11 April 2001

1. "EU's Commissioner: Things must change on the ground", Turkey weighs cost of EU integration.

2. "Hunger strike in Turkish jails claims 4 lives", the Turkish prison system was approaching another crisis last night after a leading doctors' organisation warned that it appeared inevitable that more inmates would die soon from hunger strikes.

3. "Unity in action essential", Tas said that the protests developing in Turkey, particularly those among the shopkeepers, were devoid of leadership and organization, and made an urgent call for unity in action of all the leftist, democratic, and opposition circles, especially HADEP and ODP.

4. "Turkey denies any pledges on military cutbacks", Turkey has denied that it provided commitments to the International Monetary Fund for a reduction in defense expenditures.

5. "Turkey losing its future", according to a survey conducted by McCann-Erickson WorldGroup's Strategic Planning Department, while young people lose hope in the future because of the economic crisis in Turkey, employees are very angry for having to lower their life standards.

6. "Iraq protests at management of UN oil-for-food programme in Kurdistan", the United Nations has kept its humanitarian oil-for-food programme in Iraqi Kurdistan under wraps from the Baghdad regime, in violation of the accord, the official INA news agency reported Tuesday.


1. - The Christian Cience Monitor - "EU's Commissioner: Things must change on the ground":

Turkey weighs cost of EU integration

DIYARBAKIR / By Chris Morrison (BBC)

Dozens of children chase soccer balls along the narrow, potholed streets. Others play in the dust. Small groups of people loiter on nearly every corner.

In some places, Diyarbakir resembles a refugee camp, and in many respects it is. Hundreds of thousands of villagers, forced out of the countryside by the Army over the past few years, arecrammed into this mainly Kurdish city. By every social and economic indicator, it is the poorest region in the country - and the biggest obstacle to Turkey's aspirations of joining the European Union.

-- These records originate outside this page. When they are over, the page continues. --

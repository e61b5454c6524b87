//! Exact brute-force index over squared Euclidean distance.
//!
//! Serialized as `[bincode payload][magic "BRF1"][CRC32 BE]`; a bad footer or
//! payload is reported as index corruption.

use serde::{Deserialize, Serialize};

use bookrag_core::traits::{VectorIndex, NO_MATCH};
use bookrag_core::{Error, Result};

const MAGIC: &[u8; 4] = b"BRF1";
const FOOTER_LEN: usize = 8;

/// Row-major store of `len() * dim` floats; row `i` is the vector with id `i`.
#[derive(Debug, Clone, PartialEq, Serialize, Deserialize)]
pub struct FlatL2Index {
    dim: usize,
    data: Vec<f32>,
}

impl FlatL2Index {
    pub fn new(dim: usize) -> Self {
        Self { dim, data: Vec::new() }
    }

    pub fn vector(&self, id: usize) -> Option<&[f32]> {
        if id >= self.len() {
            return None;
        }
        Some(&self.data[id * self.dim..(id + 1) * self.dim])
    }
}

pub fn squared_l2(a: &[f32], b: &[f32]) -> f32 {
    a.iter().zip(b).map(|(x, y)| (x - y) * (x - y)).sum()
}

impl VectorIndex for FlatL2Index {
    fn with_dim(dim: usize) -> Self {
        Self::new(dim)
    }

    fn dim(&self) -> usize {
        self.dim
    }

    fn len(&self) -> usize {
        if self.dim == 0 {
            0
        } else {
            self.data.len() / self.dim
        }
    }

    fn add(&mut self, vectors: &[Vec<f32>]) -> Result<()> {
        if vectors.is_empty() {
            return Ok(());
        }
        if self.dim == 0 {
            return Err(Error::Operation("cannot add vectors to a zero-dimensional index".into()));
        }
        // validate everything first so a bad batch leaves the index untouched
        if let Some((i, v)) = vectors.iter().enumerate().find(|(_, v)| v.len() != self.dim) {
            return Err(Error::Operation(format!(
                "vector {i} has dimension {} but the index expects {}",
                v.len(),
                self.dim
            )));
        }
        self.data.reserve(vectors.len() * self.dim);
        for v in vectors {
            self.data.extend_from_slice(v);
        }
        Ok(())
    }

    fn search(&self, query: &[f32], k: usize) -> Result<(Vec<f32>, Vec<i64>)> {
        if query.len() != self.dim {
            return Err(Error::Operation(format!(
                "query has dimension {} but the index expects {}",
                query.len(),
                self.dim
            )));
        }
        let mut scored: Vec<(f32, usize)> = if self.is_empty() {
            Vec::new()
        } else {
            self.data.chunks_exact(self.dim).map(|row| squared_l2(query, row)).zip(0..).collect()
        };
        scored.sort_by(|a, b| a.0.total_cmp(&b.0).then(a.1.cmp(&b.1)));
        scored.truncate(k);

        let mut distances: Vec<f32> = Vec::new();
        let mut ids: Vec<i64> = Vec::new();
        distances
            .try_reserve_exact(k)
            .and_then(|()| ids.try_reserve_exact(k))
            .map_err(|e| Error::Operation(format!("cannot allocate {k} result slots: {e}")))?;
        for (d, id) in scored {
            distances.push(d);
            ids.push(i64::try_from(id).map_err(|_| Error::Operation(format!("id {id} out of range")))?);
        }
        distances.resize(k, f32::MAX);
        ids.resize(k, NO_MATCH);
        Ok((distances, ids))
    }

    fn serialize(&self) -> Result<Vec<u8>> {
        let payload = bincode::serialize(self).map_err(|e| Error::Operation(format!("index serialization failed: {e}")))?;
        let crc = crc32fast::hash(&payload);
        let mut out = Vec::with_capacity(payload.len() + FOOTER_LEN);
        out.extend_from_slice(&payload);
        out.extend_from_slice(MAGIC);
        out.extend_from_slice(&crc.to_be_bytes());
        Ok(out)
    }

    fn deserialize(bytes: &[u8]) -> Result<Self> {
        if bytes.len() < FOOTER_LEN {
            return Err(Error::IndexCorruption(format!("index blob too short ({} bytes)", bytes.len())));
        }
        let (payload, footer) = bytes.split_at(bytes.len() - FOOTER_LEN);
        if &footer[..4] != MAGIC {
            return Err(Error::IndexCorruption("index blob has no checksum footer".into()));
        }
        let stored = u32::from_be_bytes([footer[4], footer[5], footer[6], footer[7]]);
        let computed = crc32fast::hash(payload);
        if stored != computed {
            return Err(Error::IndexCorruption(format!(
                "index checksum mismatch: expected {stored:#010x}, got {computed:#010x}"
            )));
        }
        let index: Self = bincode::deserialize(payload)
            .map_err(|e| Error::IndexCorruption(format!("index payload unreadable: {e}")))?;
        let misaligned = if index.dim == 0 { !index.data.is_empty() } else { index.data.len() % index.dim != 0 };
        if misaligned {
            return Err(Error::IndexCorruption(format!(
                "index holds {} floats, not a multiple of dimension {}",
                index.data.len(),
                index.dim
            )));
        }
        Ok(index)
    }
}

The EU has criticized Turkey's treatment of the minority Kurds, saying EU acceptance hinges on fundamental change. But parts of the Turkish establishment fear thatimplementing economic and political reform might encourage the Kurds to push forautonomy or even independence.
The reality of integration with the West is forcing Turkey to decide just how European it wants to be.

For two decades the southeast was at the center of the brutal conflict between the Turkish state and Kurdish rebels from the Kurdistan Workers Party (PKK). Since the capture and trial of PKK leader Abdullah Ocalan in 1999, the fighting has almost stopped. But promises of massive economic investment have yet to be put into practice, and freedom of expression is still tightly controlled in a region governed under emergency rule.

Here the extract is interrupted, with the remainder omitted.